Nació así la microbiología (el estudio de los organismos no visibles con el ojo
humano).

El único descubrimiento de la época que puede compararse con los trabajos de


van Leeuwenhoek, al menos por su significación futura fue el del científico
inglés Robert Hooke (1635-1703). El microscopio lo fascinaba y realizó uno de
los mejores trabajos en esa entonces rama científica. En 1665 publicó un
libro, Micrographia, en el cual pueden encontrarse algunos de los mejores
dibujos que se hayan hecho de observaciones microscópicas. La observación
simple más importante fue la de un delgado trozo de corcho. Hooke observó que
estaba constituido por una fina trama de pequeñas celdillas rectangulares, que
llamó “células”, un término habitual para designar pequeñas habitaciones. Su
descubrimiento tuvo posteriormente importantes consecuencias.

CLASIFICACIÓN DE LA VIDA

LA GENERACIÓN ESPONTÁNEA

Aunque era fácil comprobar que los seres humanos y los animales de gran
tamaño procedían del cuerpo de sus madres o de huevos puestos por ellas, ello
no resultaba muy claro en el caso de los animales pequeños. Hasta la época
moderna, se daba por sentado que seres como los gusanos y los insectos se
desarrollaban a partir de la carne u otras sustancias en descomposición. Dicho
origen de la vida a partir de la materia inanimada se denominaba “generación
espontánea”.
Una de las pocas excepciones fue Harvey, que, en su libro sobre la circulación
de la sangre, insistía con la idea de que tal vez esos minúsculos seres procedían
de semillas o huevos demasiado pequeños para poder ser observados. Era una
opinión lógica en un biólogo que se inclinaba a pensar asimismo en la existencia
de vasos sanguíneos demasiado pequeños para ser observados.
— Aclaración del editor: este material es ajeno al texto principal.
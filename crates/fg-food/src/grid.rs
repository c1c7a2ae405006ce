//! Dense per-cell food quantities.

use fg_core::Cell;
use fg_spatial::{Grid, Neighborhood, SpatialResult};

/// Food tokens on a toroidal grid.
///
/// Quantities live in a row-major `Vec` indexed by [`Grid::index`]; the
/// running total is maintained on every mutation so [`total`](Self::total)
/// is O(1).
#[derive(Clone, Debug)]
pub struct FoodGrid {
    grid:        Grid,
    quantity:    Vec<u32>,
    total:       u64,
    token_count: usize,
}

impl FoodGrid {
    pub fn new(grid: Grid) -> Self {
        Self { grid, quantity: vec![0; grid.cell_count()], total: 0, token_count: 0 }
    }

    #[inline]
    pub fn grid(&self) -> &Grid {
        &self.grid
    }

    /// Deposit `amount` units on `cell`, merging with any token already there.
    ///
    /// A cell holds at most `u32::MAX` units.  Returns the units actually
    /// added, which is also what `total` grows by.
    pub fn place(&mut self, cell: Cell, amount: u32) -> u32 {
        let q = &mut self.quantity[self.grid.index(cell)];
        let added = amount.min(u32::MAX - *q);
        if added == 0 {
            return 0;
        }
        if *q == 0 {
            self.token_count += 1;
        }
        *q += added;
        self.total += u64::from(added);
        added
    }

    /// Remove up to `amount` units from `cell`.  Returns what was taken.
    pub fn consume(&mut self, cell: Cell, amount: u32) -> u32 {
        let q = &mut self.quantity[self.grid.index(cell)];
        let taken = amount.min(*q);
        if taken == 0 {
            return 0;
        }
        *q -= taken;
        if *q == 0 {
            self.token_count -= 1;
        }
        self.total -= u64::from(taken);
        taken
    }

    #[inline]
    pub fn quantity(&self, cell: Cell) -> u32 {
        self.quantity[self.grid.index(cell)]
    }

    #[inline]
    pub fn has_food(&self, cell: Cell) -> bool {
        self.quantity(cell) > 0
    }

    /// Sum of all quantities.
    #[inline]
    pub fn total(&self) -> u64 {
        self.total
    }

    /// Number of cells holding food.
    #[inline]
    pub fn token_count(&self) -> usize {
        self.token_count
    }

    /// `(cell, quantity)` for every token, row-major.
    pub fn tokens(&self) -> impl Iterator<Item = (Cell, u32)> + '_ {
        self.quantity
            .iter()
            .enumerate()
            .filter(|&(_, &q)| q > 0)
            .map(|(i, &q)| (self.grid.cell_at(i), q))
    }

    /// Any food within `radius` of `center` (centre included).
    pub fn senses_food(&self, center: Cell, kind: Neighborhood, radius: i32) -> SpatialResult<bool> {
        Ok(self
            .grid
            .neighborhood(center, kind, true, radius)?
            .into_iter()
            .any(|c| self.has_food(c)))
    }

    /// `true` if some Moore neighbor of `cell` has no food.
    pub fn at_border(&self, cell: Cell) -> SpatialResult<bool> {
        Ok(self
            .grid
            .neighborhood(cell, Neighborhood::Moore, false, 1)?
            .into_iter()
            .any(|c| !self.has_food(c)))
    }
}
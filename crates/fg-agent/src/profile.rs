//! What kind of forager an entity is and how it perceives the world.

use std::fmt;

use fg_core::{FgError, FgResult, ensure_non_negative, ensure_probability};

// ── Variant ───────────────────────────────────────────────────────────────────

/// Movement strategy family.
///
/// The discriminant doubles as the index into the behavior strategy table.
#[derive(Copy, Clone, Debug, PartialEq, Eq, Hash, Default)]
#[cfg_attr(feature = "serde", derive(serde::Serialize, serde::Deserialize))]
#[cfg_attr(feature = "serde", serde(rename_all = "snake_case"))]
#[repr(u8)]
pub enum Variant {
    #[default]
    Solitary               = 0,
    Social                 = 1,
    StrainSpecificSolitary = 2,
    StrainSpecificSocial   = 3,
}

impl Variant {
    pub const ALL: [Variant; 4] = [
        Variant::Solitary,
        Variant::Social,
        Variant::StrainSpecificSolitary,
        Variant::StrainSpecificSocial,
    ];

    /// Variant for the `social` / `strain_specific` configuration flags.
    pub fn from_flags(social: bool, strain_specific: bool) -> Self {
        match (social, strain_specific) {
            (false, false) => Variant::Solitary,
            (true, false)  => Variant::Social,
            (false, true)  => Variant::StrainSpecificSolitary,
            (true, true)   => Variant::StrainSpecificSocial,
        }
    }

    #[inline]
    pub fn index(self) -> usize {
        self as usize
    }

    #[inline]
    pub fn is_social(self) -> bool {
        matches!(self, Variant::Social | Variant::StrainSpecificSocial)
    }

    #[inline]
    pub fn is_strain_specific(self) -> bool {
        matches!(self, Variant::StrainSpecificSolitary | Variant::StrainSpecificSocial)
    }

    pub fn capabilities(self) -> Capabilities {
        Capabilities {
            senses_discrete_food:    true,
            uses_targeted_step:      self.is_social(),
            uses_border_leave_logic: self.is_strain_specific(),
        }
    }
}

impl fmt::Display for Variant {
    fn fmt(&self, f: &mut fmt::Formatter<'_>) -> fmt::Result {
        f.write_str(match self {
            Variant::Solitary               => "solitary",
            Variant::Social                 => "social",
            Variant::StrainSpecificSolitary => "strain_specific_solitary",
            Variant::StrainSpecificSocial   => "strain_specific_social",
        })
    }
}

/// Feature set a variant's strategy draws on.
#[derive(Copy, Clone, Debug, PartialEq, Eq)]
pub struct Capabilities {
    /// Narrows the move radius when food is within `sensing_range`.
    pub senses_discrete_food:    bool,
    /// Restricts candidates to cells shared with nearby foragers.
    pub uses_targeted_step:      bool,
    /// Decides between staying on and leaving a food patch at its border.
    pub uses_border_leave_logic: bool,
}

// ── Weights ───────────────────────────────────────────────────────────────────

/// Blend weights of the continuous heading law.  The remainder
/// `1 − (align + attract + repel)` goes to the random heading.
#[derive(Copy, Clone, Debug, PartialEq)]
#[cfg_attr(feature = "serde", derive(serde::Serialize, serde::Deserialize))]
#[cfg_attr(feature = "serde", serde(default))]
pub struct Weights {
    pub align:   f64,
    pub attract: f64,
    pub repel:   f64,
}

impl Default for Weights {
    fn default() -> Self {
        Self { align: 0.2, attract: 0.4, repel: 0.4 }
    }
}

impl Weights {
    /// Slack for accumulated rounding in hand-written weights like 0.1 + 0.2 + 0.7.
    const SUM_TOLERANCE: f64 = 1e-9;

    pub fn sum(&self) -> f64 {
        self.align + self.attract + self.repel
    }

    pub fn validate(&self) -> FgResult<()> {
        ensure_non_negative("weights.align", self.align)?;
        ensure_non_negative("weights.attract", self.attract)?;
        ensure_non_negative("weights.repel", self.repel)?;
        if self.sum() > 1.0 + Self::SUM_TOLERANCE {
            return Err(FgError::config("weights", format!("sum must be <= 1, got {}", self.sum())));
        }
        Ok(())
    }
}

// ── Sensing ───────────────────────────────────────────────────────────────────

/// Perception and feeding parameters.
#[derive(Copy, Clone, Debug, PartialEq)]
#[cfg_attr(feature = "serde", derive(serde::Serialize, serde::Deserialize))]
#[cfg_attr(feature = "serde", serde(default))]
pub struct Sensing {
    /// Food (grid, in cells) or signal (continuous) perception radius.
    pub sensing_range:       f64,
    /// Neighbors closer than this contribute to alignment.
    pub align_dist:          f64,
    /// Food units eaten per step from the forager's own cell.
    pub feeding_rate:        u32,
    /// Chance of leaving a food patch when standing at its border.
    pub leaving_probability: f64,
}

impl Default for Sensing {
    fn default() -> Self {
        Self {
            sensing_range:       1.0,
            align_dist:          10.0,
            feeding_rate:        1,
            leaving_probability: 0.5,
        }
    }
}

impl Sensing {
    pub fn validate(&self) -> FgResult<()> {
        ensure_non_negative("sensing_range", self.sensing_range)?;
        ensure_non_negative("align_dist", self.align_dist)?;
        ensure_probability("leaving_probability", self.leaving_probability)
    }
}

// ── ForagerProfile ────────────────────────────────────────────────────────────

/// Everything static about one forager.
#[derive(Copy, Clone, Debug, PartialEq, Default)]
#[cfg_attr(feature = "serde", derive(serde::Serialize, serde::Deserialize))]
#[cfg_attr(feature = "serde", serde(default))]
pub struct ForagerProfile {
    pub variant: Variant,
    pub weights: Weights,
    pub sensing: Sensing,
}

impl ForagerProfile {
    pub fn new(variant: Variant, weights: Weights, sensing: Sensing) -> FgResult<Self> {
        let profile = Self { variant, weights, sensing };
        profile.validate()?;
        Ok(profile)
    }

    pub fn validate(&self) -> FgResult<()> {
        self.weights.validate()?;
        self.sensing.validate()
    }

    #[inline]
    pub fn capabilities(&self) -> Capabilities {
        self.variant.capabilities()
    }
}
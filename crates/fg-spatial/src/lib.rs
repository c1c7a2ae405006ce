//! `fg-spatial`: toroidal spaces and neighborhood queries.
//!
//! # Crate layout
//!
//! | Module        | Contents                                                     |
//! |---------------|--------------------------------------------------------------|
//! | [`torus`]     | `Torus`: continuous square domain with wraparound            |
//! | [`grid`]      | `Grid`, `Neighborhood`: discrete toroidal grid, shell query  |
//! | [`occupancy`] | `Occupancy`: cell → foragers index maintained on every move  |
//! | [`error`]     | `SpatialError`, `SpatialResult<T>`                           |
//!
//! # Wraparound rule
//!
//! Both spaces use the same per-axis rule on the raw difference `d` of two
//! in-range coordinates: `d − L` if `d > L/2`, `d + L` if `d < −L/2`.
//! Every delta therefore satisfies `|Δ| ≤ L/2` and `delta(a, b)` is exactly
//! `−delta(b, a)`.
//!
//! # Feature flags
//!
//! | Flag      | Effect                                                     |
//! |-----------|------------------------------------------------------------|
//! | `fx-hash` | FxHash for the occupancy index and dedup sets.             |
//! | `serde`   | Derives `Serialize`/`Deserialize` on public types.         |

pub mod error;
pub mod grid;
pub mod occupancy;
pub mod torus;


pub use error::{SpatialError, SpatialResult};
pub use grid::{Grid, Neighborhood};
pub use occupancy::Occupancy;
pub use torus::Torus;

#[cfg(feature = "fx-hash")]
pub(crate) type CellMap<V> = rustc_hash::FxHashMap<fg_core::Cell, V>;
#[cfg(not(feature = "fx-hash"))]
pub(crate) type CellMap<V> = std::collections::HashMap<fg_core::Cell, V>;

#[cfg(feature = "fx-hash")]
pub(crate) type CellSet = rustc_hash::FxHashSet<fg_core::Cell>;
#[cfg(not(feature = "fx-hash"))]
pub(crate) type CellSet = std::collections::HashSet<fg_core::Cell>;

/// Apply the wraparound rule to a raw per-axis difference.
#[inline]
pub(crate) fn wrap_delta(d: f64, size: f64) -> f64 {
    let half = size * 0.5;
    if d > half {
        d - size
    } else if d < -half {
        d + size
    } else {
        d
    }
}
Un médico italiano, Francesco Redi (1626-1697), impresionado después de leer


a Harvey, decidió someter a prueba su hipótesis. En 1668 preparó ocho frascos
que contenían varias clases de carne. Cerró herméticamente cuatro de ellos,
dejando abiertos los demás. Las moscas sólo podían posarse en estos últimos, y
sólo en ellos se desarrollaron larvas. La carne contenida en los frascos cerrados
entró en descomposición y se pudrió, pero en ella no se desarrollaron
larvas. Redi repitió la experiencia cubriendo los frascos con gasa, en lugar de
cerrarlos herméticamente. En esta forma, el aire llegaba a la carne, no así las
moscas. Tampoco aparecieron larvas.

En consecuencia, resultaba evidente que las larvas no se originaban en la


carne, sino que procedían de los huevos de las moscas. A partir de ese momento,
la biología podía haber abandonado el concepto de generación espontánea. Pero
las consecuencias del experimento de Redi fueron atenuadas por el
descubrimiento de los protozoarios, que por la misma época realizó
van Leeuwenhoek. Veamos por qué. Las moscas y las larvas son organismos
complejos, aunque resulten simples en relación al hombre. Los protozoarios no
eran mayores que los huevos de mosca y eran organismos extremadamente
simples. Seguramente, ellos también se originaban por generación espontánea.
El argumento parecía confirmarse por el hecho comprobado de que cuando se
mantenían en reposo sustancias nutritivas que no contenían protozoarios, pronto
se observaba la aparición de numerosos pequeños organismos. La cuestión de la
generación espontánea formaba parte de una teoría más amplia que iba a
retomar nuevo impulso en los siglos XVIII y XIX: la de los vitalistas frente a los
mecanicistas.

La filosofía del vitalismo fue expuesta con claridad por el médico


alemán Georg Ernst Stahl (1660-1734), que es más famoso por sus teorías
referentes al “flogisto”, una sustancia que se suponía existente en sustancias que
podían arder, como la madera, u oxidarse, como el hierro. Según Stahl, cuando
la madera ardía y el hierro se oxidaba, dichas materias liberaban flogisto. Para
explicar el hecho de que los metales que se oxidaban aumentaban de peso,
algunos químicos expusieron la idea de que el flogisto tenía peso negativo.
Cuando el metal se liberaba de él, ganaba peso. Esta teoría resultó atrayente
para los químicos, la mayoría de los cuales lo aceptaron durante el siglo XVIII.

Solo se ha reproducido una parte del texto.